7. The assembly method of claim 1, wherein a tilt axis relative to which the vibration damper is tilted between the in-use state and the transport state encloses an angle of at least 45° with the axis of rotation of the damper mass.

8. The assembly method of claim 1, wherein the vibration damper comprises a housing part and a frame part which can pivot relative to the housing part.

9. The assembly method of claim 1, wherein the vibration damper is provided with rollers.

10. The assembly method of claim 1, wherein the vibration damper is moved in the transport state by a service elevator of the tower to the foot of the tower.

11. The assembly method of claim 1, wherein the vibration damper is connected to a tower segment whilst the tower segment is in a lying state.

12. The assembly method of claim 11, wherein the tower segment comprises an assembly element for the vibration damper and retaining point, opposite the assembly element, for a cable/chain hoist.
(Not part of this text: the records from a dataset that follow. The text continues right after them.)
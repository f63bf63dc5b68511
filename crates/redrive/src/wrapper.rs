//! Copyright (c) 2023 University of New Hampshire
//! SPDX-License-Identifier: MIT

//! The re-entrancy engine.
//!
//! A task invocation behaves differently depending on where it happens. At
//! the top of a worker's stack (the dispatcher popped this task's id) the
//! wrapper drives the user body and settles the record from its outcome.
//! Inside another task's body, the wrapper never runs anything: it answers
//! from the child's record when the child is terminal, and otherwise queues
//! the child and suspends the caller.
//!
//! Re-entry then works by replay. When a child completes it re-enqueues its
//! parent; the parent body re-runs from the top, every already-settled child
//! call short-circuits to its recorded outcome (child ids are deterministic,
//! so the calls resolve to the same records), and execution walks forward to
//! the next unsatisfied child or to completion.

use std::any::Any;
use std::panic::{catch_unwind, AssertUnwindSafe};
use std::sync::Arc;

use serde::Serialize;
use serde_json::Value;
use sha2::{Digest, Sha256};
use tracing::{debug, info, warn};

use crate::context::{self, Context};
use crate::errors::{Interrupt, TaskError, TaskResult};
use crate::runtime::Runtime;
use crate::store::{TaskHandle, TaskId, TaskStatus};
use crate::task_trait::{Runnable, TaskIdentifier};

/// Canonicalize a task's arguments to a structural value.
///
/// Maps serialize with keys in lexicographic order, so equal argument
/// mappings canonicalize identically regardless of insertion order.
pub(crate) fn canonical_args<T: Serialize>(task: &T) -> Result<Value, TaskError> {
    serde_json::to_value(task).map_err(|e| TaskError::ArgumentNotSerializable(e.to_string()))
}

/// The default child identity: a digest over name, version, parent id and
/// canonical arguments.
pub(crate) fn deterministic_task_id(
    ident: &TaskIdentifier,
    parent: Option<&TaskId>,
    args: &Value,
) -> TaskId {
    let mut hasher = Sha256::new();

    hasher.update(ident.name().as_bytes());
    hasher.update([0u8]);
    hasher.update(ident.version().to_le_bytes());
    if let Some(parent) = parent {
        hasher.update(parent.as_str().as_bytes());
    }
    hasher.update([0u8]);
    hasher.update(args.to_string().as_bytes());

    TaskId::from_digest(&hasher.finalize())
}

/// Create a top-level record for `task` if its id is unknown and hand the id
/// to the queue. The one code path by which new top-level work enters the
/// runtime; [`Runtime::submit`] is a thin wrapper around it.
pub(crate) fn submit_top_level<T: Runnable>(rt: &Runtime, task: &T) -> Result<TaskId, TaskError> {
    let args = canonical_args(task)?;
    let id = task.task_id(None)?;

    if !rt.store().exists(&id) {
        match rt
            .store()
            .create_top_level(T::identifier(), args, id.clone(), T::retry_count())
        {
            Ok(_) => info!("submitted task {id} ({})", T::identifier()),
            // a concurrent submit of the same logical task won the insert
            Err(TaskError::TaskExists(_)) => {}
            Err(e) => return Err(e),
        }
    }

    rt.queue().put(id.clone());
    Ok(id)
}

/// Invoke `task`, in whichever mode the ambient context dictates.
pub(crate) fn invoke<T: Runnable>(rt: &Arc<Runtime>, task: &T) -> TaskResult<T::Output> {
    let args = canonical_args(task)?;

    // take (read + clear) the dispatched id so nested calls don't inherit it
    let dispatched = context::take_dispatched_id();
    let parent = context::parent_task_id();

    let task_id = match dispatched {
        // the dispatcher handed us this id: this is a resume
        Some(id) => id,
        None => task.task_id(parent.as_ref())?,
    };

    match parent {
        Some(parent_id) => nested_call::<T>(rt, task_id, parent_id, args),
        None => top_of_stack(rt, task, task_id),
    }
}

/// Mode 1: the running body of `parent_id` invoked another task.
fn nested_call<T: Runnable>(
    rt: &Arc<Runtime>,
    task_id: TaskId,
    parent_id: TaskId,
    args: Value,
) -> TaskResult<T::Output> {
    if rt.store().exists(&task_id) {
        let handle = rt.store().handle(&task_id)?;
        let guard = handle.lock();

        return match guard.status {
            TaskStatus::Success => {
                let result = guard
                    .result
                    .clone()
                    .ok_or_else(|| TaskError::internal(format!("task {task_id} succeeded without a result")))?;

                serde_json::from_value(result).map_err(|e| {
                    TaskError::internal(format!("result of task {task_id} no longer decodes: {e}"))
                        .into()
                })
            }
            TaskStatus::Failed => {
                let error = guard
                    .error
                    .clone()
                    .unwrap_or_else(|| TaskError::internal("failed task with no recorded error"));

                Err(Interrupt::Fail(TaskError::ChildFailed {
                    child: task_id.clone(),
                    error: Box::new(error),
                }))
            }
            status => {
                // already queued or running; its completion will wake us
                debug!("child {task_id} is {status:?}, suspending parent {parent_id}");
                Err(Interrupt::Suspend)
            }
        };
    }

    let handle = match rt.store().create_child(
        T::identifier(),
        args,
        &parent_id,
        task_id.clone(),
        T::retry_count(),
    ) {
        Ok(handle) => handle,
        Err(TaskError::TaskExists(_)) => {
            // lost a race with another creator; the record is live now
            debug!("child {task_id} appeared concurrently, suspending parent {parent_id}");
            return Err(Interrupt::Suspend);
        }
        Err(e) => return Err(e.into()),
    };

    let mut guard = handle.try_lock()?;
    rt.queue().put(task_id.clone());
    guard.set_status(TaskStatus::Pending)?;
    drop(guard);

    debug!("queued child {task_id} under parent {parent_id}, suspending");
    Err(Interrupt::Suspend)
}

/// Mode 2: the dispatcher entered this task with an id it popped.
fn top_of_stack<T: Runnable>(
    rt: &Arc<Runtime>,
    task: &T,
    task_id: TaskId,
) -> TaskResult<T::Output> {
    // queued ids are created before they are queued, so an unknown id here
    // surfaces as InvalidTaskId rather than being silently re-created
    let handle = rt.store().handle(&task_id)?;

    let mut guard = match handle.try_lock() {
        Ok(guard) => guard,
        Err(_) => {
            // another worker holds the record right now. Lock hold times are
            // a few field writes, so hand the delivery back to the queue
            // rather than losing it.
            debug!("task {task_id} is locked, requeueing this delivery");
            rt.queue().put(task_id);
            return Err(Interrupt::Suspend);
        }
    };

    if guard.status.is_terminal() {
        // redelivered after completion: answer from the record, run nothing
        return match guard.status {
            TaskStatus::Success => {
                let result = guard
                    .result
                    .clone()
                    .ok_or_else(|| TaskError::internal(format!("task {task_id} succeeded without a result")))?;

                serde_json::from_value(result).map_err(|e| {
                    TaskError::internal(format!("result of task {task_id} no longer decodes: {e}"))
                        .into()
                })
            }
            _ => {
                let error = guard
                    .error
                    .clone()
                    .unwrap_or_else(|| TaskError::internal("failed task with no recorded error"));
                Err(Interrupt::Fail(error))
            }
        };
    }

    if !guard.has_status_in(&[TaskStatus::Created, TaskStatus::Pending, TaskStatus::Retrying]) {
        // Running: another worker is mid-pass. A child may have completed
        // after that pass read it, so the pass re-checks on settle instead
        // of this delivery being dropped.
        debug!("task {task_id} is {:?}, deferring this delivery", guard.status);
        guard.note_redelivery();
        return Err(Interrupt::Suspend);
    }

    guard.set_status(TaskStatus::Running)?;
    let parent_id = guard.parent_id.clone();

    // release the record before the body runs: nested calls take this lock
    drop(guard);

    debug!("running task {}", task.summarize(&task_id));

    let ctx = Context::new(rt.clone());
    let saved = context::swap_parent_task_id(Some(task_id.clone()));
    let outcome = catch_unwind(AssertUnwindSafe(|| task.run(&ctx)));
    context::swap_parent_task_id(saved);

    settle::<T>(rt, handle, task_id, parent_id, outcome)
}

/// Write a finished pass's outcome back to the record and wake whoever needs
/// waking.
fn settle<T: Runnable>(
    rt: &Arc<Runtime>,
    handle: TaskHandle,
    task_id: TaskId,
    parent_id: Option<TaskId>,
    outcome: std::thread::Result<TaskResult<T::Output>>,
) -> TaskResult<T::Output> {
    match outcome {
        Ok(Ok(value)) => match serde_json::to_value(&value) {
            Ok(encoded) => {
                handle.lock().set_result(encoded)?;
                info!("task {task_id} succeeded");
                wake_parent(rt, &parent_id);
                Ok(value)
            }
            Err(e) => Err(fail_or_retry(
                rt,
                &handle,
                task_id,
                parent_id,
                TaskError::ArgumentNotSerializable(e.to_string()),
            )),
        },

        Ok(Err(Interrupt::Suspend)) => {
            // a child is in flight; it will re-enqueue us when it lands,
            // so the parent is deliberately not woken here
            let mut guard = handle.lock();
            guard.set_status(TaskStatus::Pending)?;
            let replay = guard.take_redelivery();
            drop(guard);

            if replay {
                // a wake-up arrived mid-pass and was deferred to us
                rt.queue().put(task_id.clone());
            }

            debug!("task {task_id} parked on an unfinished child");
            Err(Interrupt::Suspend)
        }

        Ok(Err(Interrupt::Fail(error @ TaskError::ChildFailed { .. }))) => {
            handle.lock().set_error(error.clone())?;
            warn!("task {task_id} failed: {error}");
            wake_parent(rt, &parent_id);
            Err(Interrupt::Fail(error))
        }

        Ok(Err(Interrupt::Fail(error))) => {
            Err(fail_or_retry(rt, &handle, task_id, parent_id, error))
        }

        Err(payload) => {
            let error = TaskError::Panic(panic_message(payload));
            Err(fail_or_retry(rt, &handle, task_id, parent_id, error))
        }
    }
}

/// A failure of the task's own body: consume a retry if any are left,
/// otherwise record the failure and wake the parent.
fn fail_or_retry(
    rt: &Arc<Runtime>,
    handle: &TaskHandle,
    task_id: TaskId,
    parent_id: Option<TaskId>,
    error: TaskError,
) -> Interrupt {
    let mut guard = handle.lock();

    if guard.take_retry() {
        let remaining = guard.retries_left;
        if let Err(e) = guard.set_status(TaskStatus::Retrying) {
            return Interrupt::Fail(e);
        }
        drop(guard);

        warn!("task {task_id} failed ({error}), retrying ({remaining} attempts left)");
        rt.queue().put(task_id);
        Interrupt::Suspend
    } else {
        if let Err(e) = guard.set_error(error.clone()) {
            return Interrupt::Fail(e);
        }
        drop(guard);

        warn!("task {task_id} failed: {error}");
        wake_parent(rt, &parent_id);
        Interrupt::Fail(error)
    }
}

fn wake_parent(rt: &Arc<Runtime>, parent_id: &Option<TaskId>) {
    if let Some(parent) = parent_id {
        debug!("waking parent {parent}");
        rt.queue().put(parent.clone());
    }
}

fn panic_message(payload: Box<dyn Any + Send>) -> String {
    match payload.downcast_ref::<&'static str>() {
        Some(s) => (*s).to_owned(),
        None => match payload.downcast_ref::<String>() {
            Some(s) => s.clone(),
            None => "Box<dyn Any>".to_owned(),
        },
    }
}

/// The "wrapped function" stored in the registry for one task type.
pub(crate) fn dispatch_entry<T: Runnable>(
    rt: &Arc<Runtime>,
    data: Value,
) -> Result<(), TaskError> {
    let task: T = serde_json::from_value(data).map_err(|e| {
        TaskError::internal(format!(
            "stored arguments for {} no longer decode: {e}",
            T::identifier()
        ))
    })?;

    match invoke(rt, &task) {
        // a recorded failure is a settled task, not a dispatcher problem
        Ok(_) | Err(Interrupt::Suspend) => Ok(()),
        Err(Interrupt::Fail(error)) => {
            debug!("task settled with failure: {error}");
            Ok(())
        }
    }
}

/// Attempt every thunk in order, then settle on the collected outcomes with
/// priority: some other failure > a child failure > suspension. Only if
/// every thunk produced a value does the whole combinator produce the value
/// list.
///
/// Attempting all thunks before suspending is what fans children out: each
/// not-yet-known child gets created and queued in the same pass, so they
/// execute concurrently while the parent is parked. A thunk that consumes an
/// earlier thunk's value simply suspends the pass at that point, which is
/// how serial dependencies fall out.
pub fn run_in_parallel<T, I, F>(thunks: I) -> TaskResult<Vec<T>>
where
    I: IntoIterator<Item = F>,
    F: FnOnce() -> TaskResult<T>,
{
    let mut values = Vec::new();
    let mut suspended = false;
    let mut child_failure = None;
    let mut other_failure = None;

    for thunk in thunks {
        match thunk() {
            Ok(value) => values.push(value),
            Err(Interrupt::Suspend) => suspended = true,
            Err(Interrupt::Fail(error @ TaskError::ChildFailed { .. })) => {
                child_failure = Some(error)
            }
            Err(Interrupt::Fail(error)) => other_failure = Some(error),
        }
    }

    if let Some(error) = other_failure {
        Err(Interrupt::Fail(error))
    } else if let Some(error) = child_failure {
        Err(Interrupt::Fail(error))
    } else if suspended {
        Err(Interrupt::Suspend)
    } else {
        Ok(values)
    }
}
13. An assembly system comprising a tower of a wind turbine and a vibration damper, wherein, in an in-use state, the vibration damper is connected to a structural component of the tower such that a damper mass of the vibration damper can be set in motion in order to damp vibration of the tower, and in which the vibration damper is supported in a transport state on a platform of the wind turbine in a position which is tilted relative to the in-use state.

Description

BRIEF DESCRIPTION OF THE DRAWINGS

[0029] The invention is described by way of example below with the aid of advantageous embodiments with reference to the attached drawings, in which:

[0030] FIG. 1 shows a side view of a wind turbine;

[0031] FIG. 2 shows a first intermediate state in the erection of the tower of the wind turbine from FIG. 1;

[0032] FIG. 3 shows a second intermediate state in the erection of the tower of the wind turbine from FIG. 1;

[0033] FIG. 4 shows a vibration damper according to the invention in the inuse state;

[0034] FIG. 5 shows a schematic representation of the functioning of the vibration damper from FIG. 4;

[0035] FIG. 6 shows the vibration damper from FIG. 4 in the transport state;

[0036] FIG. 7 shows the vibration damper according to FIG. 6 from a different perspective;

[0037] FIG. 8 shows a different embodiment of a vibration damper according to the invention in the transport state;

[0038] FIGS. 9-12 show multiple steps in the transition between the in-use state and the transport state of the vibration damper according to the invention.

DETAILED DESCRIPTION

[0039] In a wind turbine shown in FIG. 1, a nacelle 14 is arranged rotatably on a tower 15. The nacelle carries a rotor 16 which is set in rotation by the wind. The rotor 16 drives a generator via a rotor shaft in order to produce electrical energy. The electrical energy is conveyed via a converter and a transformer into a grid that is internal to the wind farm and is fed from there into an electrical transmission grid.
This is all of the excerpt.